Lo que nació en 1996 como una parodia de los clichés del cine slasher se ha convertido en una franquicia incombustible que celebra 30 años de vida. Este viernes llega a los cines “Scream 7”, una entrega que, tras un camino accidentado, apuesta por la nostalgia y el regreso a sus raíces bajo la dirección y guion de su creador original, Kevin Williamson.
La producción enfrentó grandes desafíos tras la salida de Melissa Barrera y Jenna Ortega, estrellas del exitoso reboot. Ante estas ausencias, el estudio Spyglass dio un giro estratégico: el regreso triunfal de Neve Campbell como la icónica Sidney Prescott, quien recibirá un pago de US$ 7 millones por volver a enfrentar a Ghostface. Junto a ella, Courteney Cox retoma su papel como la persistente periodista Gale Weathers.

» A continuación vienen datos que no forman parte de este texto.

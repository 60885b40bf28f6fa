// Copyright 2025 itscheems
//
// Licensed under the Apache License, Version 2.0 (the "License");
// you may not use this file except in compliance with the License.
// You may obtain a copy of the License at
//
//     http://www.apache.org/licenses/LICENSE-2.0
//
// Unless required by applicable law or agreed to in writing, software
// distributed under the License is distributed on an "AS IS" BASIS,
// WITHOUT WARRANTIES OR CONDITIONS OF ANY KIND, either express or implied.
// See the License for the specific language governing permissions and
// limitations under the License.

//! Scripted match replay
//!
//! A script is a JSON document holding both rosters and the scorer's
//! commands in order:
//!
//! ```json
//! {
//!   "teams": [ { "id": "lions", "name": "Lions", "players": [...] }, ... ],
//!   "overs_limit": 5,
//!   "commands": [
//!     { "command": "start_innings", "batting_team_id": "lions", "bowling_team_id": "tigers",
//!       "striker_id": "l1", "non_striker_id": "l2", "bowler_id": "t1" },
//!     { "command": "run", "runs": 4 },
//!     { "command": "extra", "extra_type": "wide", "total_runs": 1 },
//!     { "command": "wicket", "dismissal": "bowled", "replacement_id": "l3" },
//!     { "command": "select_bowler", "bowler_id": "t2" },
//!     { "command": "undo" }
//!   ]
//! }
//! ```

use crease_sdk::types::{DismissalType, ExtraType, PlayerId, Team};
use serde::{Deserialize, Serialize};
use tracing::{debug, warn};
use uuid::Uuid;

use crate::{lifecycle::InningsStart, orchestrator::MatchOrchestrator, types::ScoringError};

#[derive(Debug, Clone, PartialEq, Eq, Serialize, Deserialize)]
#[serde(tag = "command", rename_all = "snake_case")]
pub enum ScriptCommand {
	StartInnings(InningsStart),
	Run {
		runs: u32,
	},
	Extra {
		extra_type: ExtraType,
		total_runs: u32,
		#[serde(default)]
		batsman_runs: u32,
	},
	Wicket {
		dismissal: DismissalType,
		#[serde(default)]
		fielder_id: Option<PlayerId>,
		#[serde(default)]
		replacement_id: Option<PlayerId>,
	},
	SelectBowler {
		bowler_id: PlayerId,
	},
	Undo,
	EndInnings,
}

impl ScriptCommand {
	fn execute(&self, orchestrator: &mut MatchOrchestrator) -> Result<(), ScoringError> {
		match self {
			ScriptCommand::StartInnings(start) => orchestrator.start_innings(start),
			ScriptCommand::Run { runs } => orchestrator.apply_run(*runs).map(|_| ()),
			ScriptCommand::Extra {
				extra_type,
				total_runs,
				batsman_runs,
			} => orchestrator
				.apply_extra(*extra_type, *total_runs, *batsman_runs)
				.map(|_| ()),
			ScriptCommand::Wicket {
				dismissal,
				fielder_id,
				replacement_id,
			} => orchestrator
				.apply_wicket(*dismissal, fielder_id.as_deref(), replacement_id.as_deref())
				.map(|_| ()),
			ScriptCommand::SelectBowler { bowler_id } => orchestrator.select_bowler(bowler_id),
			ScriptCommand::Undo => orchestrator.undo_last_delivery().map(|_| ()),
			ScriptCommand::EndInnings => orchestrator.end_innings_manually(),
		}
	}
}

/// A complete match to replay
#[derive(Debug, Clone, PartialEq, Eq, Serialize, Deserialize)]
pub struct MatchScript {
	/// Fixed id, so repeated runs overwrite the same stored match
	#[serde(default)]
	pub match_id: Option<Uuid>,
	pub teams: [Team; 2],
	/// Falls back to the configured limit
	#[serde(default)]
	pub overs_limit: Option<u32>,
	pub commands: Vec<ScriptCommand>,
}

#[derive(Debug, Clone, PartialEq, Eq, Serialize)]
pub struct Rejection {
	/// Position of the command in the script
	pub index: usize,
	pub error: String,
}

#[derive(Debug, Clone, Default, PartialEq, Eq, Serialize)]
pub struct ReplayReport {
	pub applied: usize,
	pub rejected: Vec<Rejection>,
}

/// Feed every command to the orchestrator
///
/// Rejected commands are logged and skipped; the match carries on with the
/// next one, as it would with a scorer correcting a mistaken tap.
pub fn replay(orchestrator: &mut MatchOrchestrator, commands: &[ScriptCommand]) -> ReplayReport {
	let mut report = ReplayReport::default();

	for (index, command) in commands.iter().enumerate() {
		match command.execute(orchestrator) {
			Ok(()) => {
				report.applied += 1;
				debug!(target: "runner", index, ?command, "Command applied");
			}
			Err(e) => {
				warn!(target: "runner", index, ?command, error = %e, "Command rejected");
				report.rejected.push(Rejection {
					index,
					error: e.to_string(),
				});
			}
		}
	}

	report
}

#[cfg(test)]
mod tests {
	use super::*;

	#[test]
	fn test_command_wire_format() {
		let json = r#"[
			{"command": "start_innings", "batting_team_id": "a", "bowling_team_id": "b",
			 "striker_id": "a1", "non_striker_id": "a2"},
			{"command": "extra", "extra_type": "leg_bye", "total_runs": 2},
			{"command": "wicket", "dismissal": "run_out", "fielder_id": "b2"},
			{"command": "select_bowler", "bowler_id": "b1"},
			{"command": "undo"},
			{"command": "end_innings"}
		]"#;
		let commands: Vec<ScriptCommand> = serde_json::from_str(json).unwrap();

		assert_eq!(
			commands[0],
			ScriptCommand::StartInnings(InningsStart {
				batting_team_id: "a".to_string(),
				bowling_team_id: "b".to_string(),
				striker_id: "a1".to_string(),
				non_striker_id: "a2".to_string(),
				bowler_id: None,
			})
		);
		assert_eq!(
			commands[1],
			ScriptCommand::Extra {
				extra_type: ExtraType::LegBye,
				total_runs: 2,
				batsman_runs: 0,
			}
		);
		assert_eq!(
			commands[2],
			ScriptCommand::Wicket {
				dismissal: DismissalType::RunOut,
				fielder_id: Some("b2".to_string()),
				replacement_id: None,
			}
		);
		assert_eq!(commands[4], ScriptCommand::Undo);
		assert_eq!(commands[5], ScriptCommand::EndInnings);
	}
}
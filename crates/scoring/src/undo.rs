// Copyright 2025 itscheems
//
// Licensed under the Apache License, Version 2.0 (the "License");
// you may not use this file except in compliance with the License.
// You may obtain a copy of the License at
//
//     http://www.apache.org/licenses/LICENSE-2.0
//
// Unless required by applicable law or agreed to in writing, software
// distributed under the License is distributed on an "AS IS" BASIS,
// WITHOUT WARRANTIES OR CONDITIONS OF ANY KIND, either express or implied.
// See the License for the specific language governing permissions and
// limitations under the License.

//! Delivery rollback
//!
//! Every delivery carries a snapshot of the complete mutable match state
//! taken just before it was applied. Undo pops the newest record and puts
//! that snapshot back, so repeated calls walk the innings back ball by ball.
//!
//! Undo is confined to the innings in play. During the innings break the
//! innings that just finished still counts as the one in play, which lets
//! the scorer take back the ball that ended it. Once the next innings has
//! started, or the match is completed, earlier records are frozen.

use std::collections::BTreeMap;

use crease_sdk::types::PlayerId;
use serde::{Deserialize, Serialize};
use tracing::info;

use crate::{
	engine::{InningsScore, MatchState},
	mom::MomAward,
	stats::{PlayerMatchStats, StatsAggregator},
	types::{DeliveryRecord, MatchResult, Phase, ScoringError},
};

/// Mutable match state captured before a delivery
///
/// The ball log itself is not part of the snapshot; undo restores it by
/// popping the record that owns this snapshot.
#[derive(Debug, Clone, PartialEq, Serialize, Deserialize)]
pub struct StateSnapshot {
	pub innings: [InningsScore; 2],
	pub current_innings_number: u8,
	pub batting_team_index: usize,
	pub target: Option<u32>,
	pub current_bowler_id: Option<PlayerId>,
	pub previous_over_bowler_id: Option<PlayerId>,
	pub phase: Phase,
	pub result: Option<MatchResult>,
	pub man_of_the_match: Option<MomAward>,
	pub stats: BTreeMap<PlayerId, PlayerMatchStats>,
}

impl StateSnapshot {
	pub fn capture(state: &MatchState, stats: &StatsAggregator) -> Self {
		Self {
			innings: state.innings.clone(),
			current_innings_number: state.current_innings_number,
			batting_team_index: state.batting_team_index,
			target: state.target,
			current_bowler_id: state.current_bowler_id.clone(),
			previous_over_bowler_id: state.previous_over_bowler_id.clone(),
			phase: state.phase,
			result: state.result.clone(),
			man_of_the_match: state.man_of_the_match.clone(),
			stats: stats.as_map().clone(),
		}
	}

	fn restore(self, state: &mut MatchState, stats: &mut StatsAggregator) {
		state.innings = self.innings;
		state.current_innings_number = self.current_innings_number;
		state.batting_team_index = self.batting_team_index;
		state.target = self.target;
		state.current_bowler_id = self.current_bowler_id;
		state.previous_over_bowler_id = self.previous_over_bowler_id;
		state.phase = self.phase;
		state.result = self.result;
		state.man_of_the_match = self.man_of_the_match;
		*stats = StatsAggregator::from_map(self.stats);
	}
}

/// Innings whose records may still be rolled back
fn undoable_innings(state: &MatchState) -> u8 {
	if state.phase == Phase::InningsBreak {
		state.current_innings_number.saturating_sub(1).max(1)
	} else {
		state.current_innings_number
	}
}

/// Roll back the most recent delivery of the innings in play
///
/// Returns the discarded record.
pub fn undo_last_delivery(
	state: &mut MatchState,
	stats: &mut StatsAggregator,
) -> Result<DeliveryRecord, ScoringError> {
	if state.phase == Phase::Completed {
		return Err(ScoringError::state("undo a delivery", state.phase));
	}

	let innings = undoable_innings(state);
	if state.ball_log.last().is_none_or(|r| r.innings != innings) {
		return Err(ScoringError::UndoNoOp);
	}

	let record = state.ball_log.pop().ok_or(ScoringError::UndoNoOp)?;
	record.snapshot.clone().restore(state, stats);

	info!(
		target: "undo",
		sequence = record.sequence,
		innings = record.innings,
		over = record.over,
		ball = record.ball_in_over,
		"Delivery undone"
	);

	Ok(record)
}
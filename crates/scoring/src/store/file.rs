// Copyright 2025 itscheems
//
// Licensed under the Apache License, Version 2.0 (the "License");
// you may not use this file except in compliance with the License.
// You may obtain a copy of the License at
//
//     http://www.apache.org/licenses/LICENSE-2.0
//
// Unless required by applicable law or agreed to in writing, software
// distributed under the License is distributed on an "AS IS" BASIS,
// WITHOUT WARRANTIES OR CONDITIONS OF ANY KIND, either express or implied.
// See the License for the specific language governing permissions and
// limitations under the License.

use std::{
	fs, io,
	path::{Path, PathBuf},
};

use tracing::debug;
use uuid::Uuid;

use super::{MatchStore, PersistedMatch, StoreError};

const EXTENSION: &str = "json";

/// One JSON document per match under a directory
///
/// Documents are written to a temporary file and renamed into place, so a
/// crash mid-write leaves the previous record intact.
#[derive(Debug, Clone)]
pub struct FileMatchStore {
	dir: PathBuf,
}

impl FileMatchStore {
	/// Open a store rooted at `dir`, creating the directory if needed
	pub fn open(dir: impl Into<PathBuf>) -> Result<Self, StoreError> {
		let dir = dir.into();
		fs::create_dir_all(&dir)?;
		Ok(Self { dir })
	}

	pub fn dir(&self) -> &Path {
		&self.dir
	}

	fn path_for(&self, match_id: Uuid) -> PathBuf {
		self.dir.join(format!("{}.{}", match_id, EXTENSION))
	}
}

impl MatchStore for FileMatchStore {
	fn save(&mut self, record: &PersistedMatch) -> Result<(), StoreError> {
		let path = self.path_for(record.match_id());
		let tmp = path.with_extension("json.tmp");

		let data = serde_json::to_vec_pretty(record)?;
		fs::write(&tmp, &data)?;
		fs::rename(&tmp, &path)?;

		debug!(
			target: "store",
			match_id = %record.match_id(),
			size_bytes = data.len(),
			deliveries = record.state.ball_log.len(),
			"Match saved"
		);
		Ok(())
	}

	fn load(&self, match_id: Uuid) -> Result<PersistedMatch, StoreError> {
		let data = match fs::read(self.path_for(match_id)) {
			Ok(data) => data,
			Err(e) if e.kind() == io::ErrorKind::NotFound => {
				return Err(StoreError::NotFound(match_id));
			}
			Err(e) => return Err(e.into()),
		};
		Ok(serde_json::from_slice(&data)?)
	}

	fn list(&self) -> Result<Vec<Uuid>, StoreError> {
		let mut ids = Vec::new();
		for entry in fs::read_dir(&self.dir)? {
			let path = entry?.path();
			if path.extension().and_then(|e| e.to_str()) != Some(EXTENSION) {
				continue;
			}
			if let Some(id) = path
				.file_stem()
				.and_then(|s| s.to_str())
				.and_then(|s| Uuid::parse_str(s).ok())
			{
				ids.push(id);
			}
		}
		ids.sort();
		Ok(ids)
	}
}
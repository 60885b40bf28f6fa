// Copyright 2025 itscheems
//
// Licensed under the Apache License, Version 2.0 (the "License");
// you may not use this file except in compliance with the License.
// You may obtain a copy of the License at
//
//     http://www.apache.org/licenses/LICENSE-2.0
//
// Unless required by applicable law or agreed to in writing, software
// distributed under the License is distributed on an "AS IS" BASIS,
// WITHOUT WARRANTIES OR CONDITIONS OF ANY KIND, either express or implied.
// See the License for the specific language governing permissions and
// limitations under the License.

//! Integration tests for the logging system
//!
//! The global subscriber can only be installed once per process, so the
//! whole lifecycle is checked in a single test.

mod common;

use crease_scoring::{MatchRules, logging::init_logging};

use common::{bowl, started_match};

#[test]
fn test_logging_initialization() {
	let root = tempfile::tempdir().unwrap();
	unsafe {
		std::env::set_var("LOG_DIR", root.path());
		std::env::set_var("LOG_TO_CONSOLE", "false");
	}

	init_logging("debug").unwrap();

	let log_dir = root.path().join("scoring");
	assert!(log_dir.is_dir(), "missing {}", log_dir.display());

	// Scoring a few balls must not trip over the installed subscriber
	let mut m = started_match(11, MatchRules::with_overs(1));
	bowl(&mut m, &[Some(1), Some(4), None]);
	m.undo_last_delivery().unwrap();
	m.shutdown();

	// A second subscriber is refused rather than replacing the first
	assert!(init_logging("info").is_err());
}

En esta ocasión, la trama se aleja de Nueva York para centrarse nuevamente en Sidney, quien deberá proteger a su hija adolescente, Tatum Evans (Isabel May), de una nueva amenaza enmascarada. Con el sello de Williamson, “Scream 7” promete revitalizar el género que ayudó a definir, demostrando que, al igual que su villano, esta saga se niega a morir mientras el público siga cautivado por el misterio tras la máscara.